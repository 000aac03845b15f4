//! Native speech stack: voice discovery, utterance chunking, synthesis, and
//! playback timing.

pub mod engine;
pub mod timing;
pub mod voice;

pub use engine::{Playback, SpeechEngine, is_transient_device_error};
pub use timing::{BoundarySchedule, UtteranceChunk, pack_chunks};
pub use voice::{
    SelectionRules, SynthBackend, SystemVoiceCatalog, Voice, VoiceCatalog, bucket_for,
    cached_or_select, pick_voice,
};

_Exercise aim_. Nothing but a number is needed: tally the lines of the listing that contain "engine".

_Result of this task_. 2